West, an astute and oft-quoted political observer, became interested in writing
about Kennedy because of the growing role played by celebrities in American
politics. Unlike previous centuries, when the halls of Congress were full of
farmers, merchants and others seeking upward mobility, the mix of public
cynicism, high campaign costs, weak political parties, and overweening media
influence has intensified the importance of fame and personal wealth. If
celebrity is reshaping American politics, "no one illustrates that more than
Patrick Kennedy," West says.
The youngest of three children of Joan Kennedy and US Senator Edward M. "Ted"

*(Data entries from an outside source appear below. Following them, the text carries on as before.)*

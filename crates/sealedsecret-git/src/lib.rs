//! # SealedSecret Git Backend
//!
//! Publishes sealed secret manifests to a Git repository.
//!
//! A [`RepositorySession`] owns a private clone of one remote branch. Every
//! publish or delete is a locked write, commit, fetch and push cycle, so
//! many resources can share one session safely. A [`ReviewSubmitter`] then
//! asks the hosting platform to merge the branch.
//!
//! ## Features
//!
//! - Clone and branch checkout via libgit2, idempotent across runs
//! - Lock-serialized mutations with atomic file replacement
//! - Configurable push policy (force or fast-forward only)
//! - Cancellation and timeouts for every remote operation
//! - Idempotent GitLab merge requests
//!
//! ## Example
//!
//! ```ignore
//! use sealedsecret_git::{RepositorySession, ReviewSubmitter, SessionConfig};
//! use tokio_util::sync::CancellationToken;
//!
//! let config = SessionConfig::builder()
//!     .url("https://gitlab.com/org/secrets")
//!     .source_branch("sealed-secrets")
//!     .basic_auth("bot", token)
//!     .build()?;
//!
//! let cancel = CancellationToken::new();
//! let session = RepositorySession::open(config, &cancel).await?;
//! session.publish("apps/db.yaml", sealed_yaml, &cancel).await?;
//!
//! let review = ReviewSubmitter::gitlab(session.url(), token)?;
//! review
//!     .submit(session.url(), session.source_branch(), session.target_branch())
//!     .await?;
//! ```

pub mod error;
pub mod repository;
pub mod review;
pub mod sync;

// Re-exports
pub use error::{ReviewError, SessionError};
pub use repository::{
    BranchName, CommitInfo, Credentials, RepositorySession, SessionConfig, SessionConfigBuilder,
};
pub use review::{
    GitLabClient, MergeRequest, Project, ReviewApi, ReviewRequest, ReviewSubmitter, SubmitOutcome,
    is_duplicate_request,
};
pub use sync::{ConflictPolicy, SyncState};

// Re-export sealedsecret_core for consumers
pub use sealedsecret_core;
//! Fetch and push against the session's remote using libgit2.

use std::cell::RefCell;
use std::time::Duration;

use git2::{
    Cred, CredentialType, ErrorCode, FetchOptions, PushOptions, RemoteCallbacks, Repository,
};
use parking_lot::{Mutex, const_mutex};
use tokio_util::sync::CancellationToken;
use tracing::{debug, info, warn};

use super::ConflictPolicy;
use crate::error::SessionError;
use crate::repository::{Credentials, SessionConfig};

/// Socket timeout currently installed in libgit2, in milliseconds.
static TRANSPORT_TIMEOUT_MS: Mutex<Option<i32>> = const_mutex(None);

/// Bounds connect and read calls of libgit2's network transports.
///
/// The setting is process-wide, so the shortest timeout asked for by any
/// session wins. Local-path remotes do not use sockets and are unaffected.
pub(crate) fn apply_transport_timeout(timeout: Duration) -> Result<(), SessionError> {
    let millis = i32::try_from(timeout.as_millis()).unwrap_or(i32::MAX).max(1);

    let mut installed = TRANSPORT_TIMEOUT_MS.lock();
    if installed.is_some_and(|current| current <= millis) {
        return Ok(());
    }

    // SAFETY: libgit2 keeps these in plain globals; every write goes through
    // the lock held above.
    unsafe {
        git2::opts::set_server_connect_timeout_in_milliseconds(millis)
            .and_then(|()| git2::opts::set_server_timeout_in_milliseconds(millis))
    }
    .map_err(|e| SessionError::git("configure transport timeout", e))?;

    debug!("libgit2 transport timeout set to {}ms", millis);
    *installed = Some(millis);
    Ok(())
}

/// Builds the callbacks shared by clone, fetch and push.
///
/// libgit2 only looks at the cancellation token from inside these callbacks.
/// A transfer that stalls before the first progress report is ended by the
/// socket timeout from [`apply_transport_timeout`] instead.
fn remote_callbacks<'a>(
    credentials: Option<&'a Credentials>,
    cancel: &'a CancellationToken,
) -> RemoteCallbacks<'a> {
    let mut callbacks = RemoteCallbacks::new();

    let mut attempted = false;
    callbacks.credentials(move |url, _username_from_url, allowed| {
        // libgit2 calls back again with the same answer after a 401
        if attempted {
            return Err(git2::Error::from_str(
                "authentication failed: credentials were rejected",
            ));
        }
        attempted = true;

        match credentials {
            Some(creds) if allowed.contains(CredentialType::USER_PASS_PLAINTEXT) => {
                Cred::userpass_plaintext(creds.username(), creds.token())
            },
            Some(_) => Err(git2::Error::from_str(&format!(
                "{} does not accept username/token authentication",
                url
            ))),
            None => Err(git2::Error::from_str(&format!(
                "{} requires authentication but no credentials are configured",
                url
            ))),
        }
    });
    callbacks.transfer_progress(move |_| !cancel.is_cancelled());
    callbacks.sideband_progress(move |_| !cancel.is_cancelled());
    callbacks.push_negotiation(move |_| {
        if cancel.is_cancelled() {
            Err(git2::Error::from_str("push cancelled"))
        } else {
            Ok(())
        }
    });

    callbacks
}

/// Fetch options for the initial clone.
pub(crate) fn clone_fetch_options<'a>(
    config: &'a SessionConfig,
    cancel: &'a CancellationToken,
) -> FetchOptions<'a> {
    let mut options = FetchOptions::new();
    options.remote_callbacks(remote_callbacks(config.credentials(), cancel));
    options
}

/// Reconciles the local source branch with the remote.
pub(crate) struct RemoteSynchronizer<'a> {
    repo: &'a Repository,
    config: &'a SessionConfig,
    cancel: &'a CancellationToken,
    operation: &'static str,
}

impl<'a> RemoteSynchronizer<'a> {
    pub(crate) fn new(
        repo: &'a Repository,
        config: &'a SessionConfig,
        cancel: &'a CancellationToken,
        operation: &'static str,
    ) -> Self {
        Self {
            repo,
            config,
            cancel,
            operation,
        }
    }

    /// Fetches, then pushes the source branch under `policy`.
    pub(crate) fn reconcile(&self, policy: ConflictPolicy) -> Result<(), SessionError> {
        self.fetch()?;
        self.push(policy)
    }

    /// Updates the remote-tracking references. Nothing new is not an error.
    pub(crate) fn fetch(&self) -> Result<(), SessionError> {
        self.checkpoint()?;

        let remote_name = self.config.remote_name();
        let mut remote = self
            .repo
            .find_remote(remote_name)
            .map_err(|e| self.fetch_error(e))?;

        let mut options = FetchOptions::new();
        options.remote_callbacks(remote_callbacks(self.config.credentials(), self.cancel));

        let refspecs: [&str; 0] = [];
        remote
            .fetch(&refspecs, Some(&mut options), None)
            .map_err(|e| self.fetch_error(e))?;

        let received = remote.stats().received_objects();
        if received == 0 {
            debug!("Remote {} already up to date", remote_name);
        } else {
            debug!("Fetched {} objects from {}", received, remote_name);
        }

        Ok(())
    }

    /// Pushes the source branch.
    pub(crate) fn push(&self, policy: ConflictPolicy) -> Result<(), SessionError> {
        self.checkpoint()?;

        let branch = self.config.source_branch();
        let mut remote = self
            .repo
            .find_remote(self.config.remote_name())
            .map_err(|e| self.push_error(e))?;

        let rejection: RefCell<Option<String>> = RefCell::new(None);
        let mut callbacks = remote_callbacks(self.config.credentials(), self.cancel);
        callbacks.push_update_reference(|refname, status| {
            if let Some(reason) = status {
                warn!("Remote rejected update of {}: {}", refname, reason);
                *rejection.borrow_mut() = Some(reason.to_string());
            }
            Ok(())
        });

        let mut options = PushOptions::new();
        options.remote_callbacks(callbacks);

        let refspec = branch.push_refspec(policy.is_force());
        remote
            .push(&[refspec.as_str()], Some(&mut options))
            .map_err(|e| self.push_error(e))?;

        if let Some(reason) = rejection.borrow_mut().take() {
            return Err(SessionError::PushRejected {
                branch: branch.to_string(),
                reason,
            });
        }

        info!(
            "Pushed {} to {} ({:?})",
            branch,
            self.config.remote_name(),
            policy
        );
        Ok(())
    }

    fn checkpoint(&self) -> Result<(), SessionError> {
        if self.cancel.is_cancelled() {
            return Err(SessionError::Cancelled {
                operation: self.operation,
            });
        }
        Ok(())
    }

    fn fetch_error(&self, err: git2::Error) -> SessionError {
        if self.cancel.is_cancelled() {
            return SessionError::Cancelled {
                operation: self.operation,
            };
        }
        SessionError::Fetch {
            remote: self.config.remote_name().to_string(),
            message: err.message().to_string(),
        }
    }

    fn push_error(&self, err: git2::Error) -> SessionError {
        if self.cancel.is_cancelled() {
            return SessionError::Cancelled {
                operation: self.operation,
            };
        }
        let branch = self.config.source_branch().to_string();
        if err.code() == ErrorCode::NotFastForward {
            return SessionError::PushRejected {
                branch,
                reason: err.message().to_string(),
            };
        }
        SessionError::Push {
            branch,
            message: err.message().to_string(),
        }
    }
}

Kennedy, Patrick Kennedy was afflicted by asthma as a child. Because of his
illness, he was shy and reticent while coming of age -- a sharp contrast to
other Kennedy children. Patrick Kennedy was disinclined to pursue politics
until his cousin, Joe, ran for Congress from Massachusetts' Eighth District in
1986. As West writes, Kennedy has also been touched by five scandals, from
experimentation with drugs in prep school to fund-raising controversies in
1996, any one of which could have ended his political career. Instead, he
steadily gained strength while moving in 10 years from being a state
representative to the fifth-ranking Democrat in the US House of
Representatives.
West's book, a vivid chronicle of Rhode Island's recent political history, is
generally favorable toward Kennedy. He's described as someone motivated by a
sincere belief in public service, but also a pragmatist who moved to the
center, away from his proud self-description as a liberal, as the Gingrich
revolution unfolded on the eve of his entry into national politics. In the same
way, Kennedy has tremendously benefited from his membership in America's
leading political family, invoking the Kennedy name and using his personal
wealth when it suited his purposes, and cutting himself off from the press when
it didn't.
What is most notable about the Kennedys, West says, is their ability to dream
big. In closing his book, he notes that a trio of experienced local reporters
didn't blink when Kennedy, as a 26-year-old state rep, calmly said, "yes," when
asked if he'd like to run for president some day. West, who is working on his
tenth book, spoke with the Phoenix earlier this week in his office at
Brown.
Q: With Patrick Kennedy at the helm of the Democratic Congressional
Campaign Committee (DCCC), the House Democrats have built a large financial
advantage over their Republican counterparts. Will the Democrats retake the
majority in the House this fall?
A: The House Democrats are very well positioned to do well in the
2000 election. For the first time in recent memory they actually have more cash
on hand than the Republicans. I can't remember the last time that was the case.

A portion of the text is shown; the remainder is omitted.